Starbreaker is a heavy metal/hard rock band signed on Frontiers Records. The band has released three full-length studio albums.

Band history
Starbreaker started as vocalist Tony Harnell's side project while he was still in TNT, after recording the TNT album All the Way to the Sun in 2005. Initially, Harnell was working on a solo record, but with guitarist Magnus Karlsson, former TNT drummer John Macaluso, and bassist Fabrizio Grossi, they formed the new band Starbreaker, rather than a Harnell solo project.

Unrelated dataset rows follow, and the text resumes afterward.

//! Catalog persistence
//!
//! Catalogs live at `<catalog-dir>/<env>/`; the last deployed state is kept
//! next to them under `.deployed/`. Writes replace the whole file atomically,
//! reads treat a missing file as "no catalog".

use std::fs;
use std::path::{Path, PathBuf};

use super::{Catalog, SchemaCatalog};
use crate::domain::Environment;
use crate::error::{Result, fs::read_failed, fs::write_failed, input::catalog_parse_failed};
use crate::hash;

/// Aggregated topics/schemas/access catalog filename
pub const KAFKA_CATALOG_FILE: &str = "kafka-catalog.yaml";

/// Schema-only catalog filename
pub const SCHEMA_CATALOG_FILE: &str = "schemas-catalog.json";

/// Directory holding the last successfully deployed catalogs
pub const DEPLOYED_DIR: &str = ".deployed";

/// Default directory catalogs are written to and read from
pub const DEFAULT_CATALOG_DIR: &str = "catalogs";

/// Catalog locations for one environment
#[derive(Debug, Clone)]
pub struct CatalogPaths {
    env_dir: PathBuf,
}

impl CatalogPaths {
    pub fn new(catalog_dir: &Path, environment: &Environment) -> Self {
        Self {
            env_dir: catalog_dir.join(environment.as_str()),
        }
    }

    pub fn kafka(&self) -> PathBuf {
        self.env_dir.join(KAFKA_CATALOG_FILE)
    }

    pub fn schemas(&self) -> PathBuf {
        self.env_dir.join(SCHEMA_CATALOG_FILE)
    }

    pub fn deployed_kafka(&self) -> PathBuf {
        self.env_dir.join(DEPLOYED_DIR).join(KAFKA_CATALOG_FILE)
    }

    pub fn deployed_schemas(&self) -> PathBuf {
        self.env_dir.join(DEPLOYED_DIR).join(SCHEMA_CATALOG_FILE)
    }
}

/// A catalog file that was written to disk
#[derive(Debug, Clone)]
pub struct WrittenCatalog {
    pub path: PathBuf,
    /// BLAKE3 digest of the written bytes
    pub digest: String,
}

/// Write the aggregated catalog, replacing any previous one
pub fn write_catalog(paths: &CatalogPaths, catalog: &Catalog) -> Result<WrittenCatalog> {
    let path = paths.kafka();
    let content = catalog
        .to_yaml()
        .map_err(|e| write_failed(path.display().to_string(), e.to_string()))?;
    write_atomic(&path, content.as_bytes())?;
    Ok(WrittenCatalog {
        digest: hash::hash_bytes(content.as_bytes()),
        path,
    })
}

/// Write the schema-only catalog, replacing any previous one
pub fn write_schema_catalog(paths: &CatalogPaths, catalog: &SchemaCatalog) -> Result<WrittenCatalog> {
    let path = paths.schemas();
    let content = catalog
        .to_json()
        .map_err(|e| write_failed(path.display().to_string(), e.to_string()))?;
    write_atomic(&path, content.as_bytes())?;
    Ok(WrittenCatalog {
        digest: hash::hash_bytes(content.as_bytes()),
        path,
    })
}

/// Load an aggregated catalog; `None` when the file does not exist
pub fn load_catalog(path: &Path) -> Result<Option<Catalog>> {
    load_document(path, Catalog::from_yaml)
}

/// Load a schema-only catalog; `None` when the file does not exist
pub fn load_schema_catalog(path: &Path) -> Result<Option<SchemaCatalog>> {
    load_document(path, SchemaCatalog::from_json)
}

/// Generic helper: absent file is `None`, unparsable file is fatal
fn load_document<T, E, F>(path: &Path, parser: F) -> Result<Option<T>>
where
    F: FnOnce(&str) -> std::result::Result<T, E>,
    E: std::fmt::Display,
{
    if !path.exists() {
        return Ok(None);
    }

    let content =
        fs::read_to_string(path).map_err(|e| read_failed(path.display().to_string(), e.to_string()))?;

    parser(&content)
        .map(Some)
        .map_err(|e| catalog_parse_failed(path.display().to_string(), e.to_string()))
}

/// Write `content` to `path` through a sibling temp file and a rename
///
/// Readers never see a half-written catalog. The file gets the same
/// permissions as any other file created by `fs::write`.
pub fn write_atomic(path: &Path, content: &[u8]) -> Result<()> {
    let parent = path.parent().unwrap_or_else(|| Path::new("."));
    fs::create_dir_all(parent)
        .map_err(|e| write_failed(parent.display().to_string(), e.to_string()))?;

    let file_name = path
        .file_name()
        .map(|name| name.to_string_lossy().to_string())
        .unwrap_or_default();
    let tmp_path = parent.join(format!(".{file_name}.tmp"));

    fs::write(&tmp_path, content)
        .map_err(|e| write_failed(tmp_path.display().to_string(), e.to_string()))?;
    if let Err(e) = fs::rename(&tmp_path, path) {
        let _ = fs::remove_file(&tmp_path);
        return Err(write_failed(path.display().to_string(), e.to_string()));
    }

    Ok(())
}
//! Common test utilities for catalog-guard integration tests

use std::path::PathBuf;

use assert_cmd::Command;
use tempfile::TempDir;

/// Environment variables read when rendering without a metadata file
pub const METADATA_VARS: [&str; 5] = [
    "KAFKA_CLUSTER_ID",
    "CONFLUENT_ENVIRONMENT_ID",
    "KAFKA_REST_ENDPOINT",
    "SCHEMA_REGISTRY_ID",
    "SCHEMA_REGISTRY_ENDPOINT",
];

/// A repository root with a `domains/` tree
pub struct TestRepo {
    #[allow(dead_code)]
    pub temp: TempDir,
    pub path: PathBuf,
}

impl TestRepo {
    /// Create a repository with an empty `domains/` directory
    pub fn new() -> Self {
        let temp = TempDir::new().expect("Failed to create temp directory");
        let path = temp.path().to_path_buf();
        std::fs::create_dir_all(path.join("domains")).expect("Failed to create domains directory");
        Self { temp, path }
    }

    /// Write a domain's declaration for one environment
    pub fn declare(&self, domain: &str, env: &str, yaml: &str) {
        self.write_file(&format!("domains/{domain}/{env}/kafka-request.yaml"), yaml);
    }

    /// Write a schema document for one domain and environment
    #[allow(dead_code)]
    pub fn schema(&self, domain: &str, env: &str, subject: &str, json: &str) {
        self.write_file(
            &format!("domains/{domain}/{env}/schemas/{subject}.avsc"),
            json,
        );
    }

    /// Write a file relative to the repository root
    pub fn write_file(&self, path: &str, content: &str) {
        let file_path = self.path.join(path);
        if let Some(parent) = file_path.parent() {
            std::fs::create_dir_all(parent).expect("Failed to create parent directory");
        }
        std::fs::write(&file_path, content).expect("Failed to write file");
    }

    /// Read a file relative to the repository root
    #[allow(dead_code)]
    pub fn read_file(&self, path: &str) -> String {
        std::fs::read_to_string(self.path.join(path)).expect("Failed to read file")
    }

    #[allow(dead_code)]
    pub fn file_exists(&self, path: &str) -> bool {
        self.path.join(path).exists()
    }

    /// Promote the current branch catalogs to the deployed location
    #[allow(dead_code)]
    pub fn deploy(&self, env: &str) {
        for file in ["kafka-catalog.yaml", "schemas-catalog.json"] {
            let branch = format!("catalogs/{env}/{file}");
            if self.file_exists(&branch) {
                let content = self.read_file(&branch);
                self.write_file(&format!("catalogs/{env}/.deployed/{file}"), &content);
            }
        }
    }

    /// A catalog-guard command rooted at this repository
    pub fn cmd(&self) -> Command {
        let mut cmd = catalog_guard_cmd();
        cmd.current_dir(&self.path).env_remove("CATALOG_GUARD_ROOT");
        for var in METADATA_VARS {
            cmd.env_remove(var);
        }
        cmd
    }
}

// Temporary fix for deprecated cargo_bin - will be updated when build-dir issues are resolved
#[allow(deprecated)]
pub fn catalog_guard_cmd() -> Command {
    Command::cargo_bin("catalog-guard").expect("catalog-guard binary")
}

The band recorded its first self-titled studio album in 2005, and it was released on July 13, 2005. After the release of the album, Harnell went back to being the lead vocalist of TNT, but left the band in April 2006 to spend some more time with his family while still writing songs. In late 2007, with Starbreaker as his main musical project, he flew to Sweden to write the bulk of the songs for the new album with Karlsson, and started recording the new songs at the end of the year. The second album was entitled Love's Dying Wish, and was released on August 1, 2008. The album featured new bassist Jonni Lightfoot, who replaced Grossi, and was produced by Harnell and Karlsson, with producer Tommy Hansen (TNT, Pretty Maids, Helloween) as the mixer.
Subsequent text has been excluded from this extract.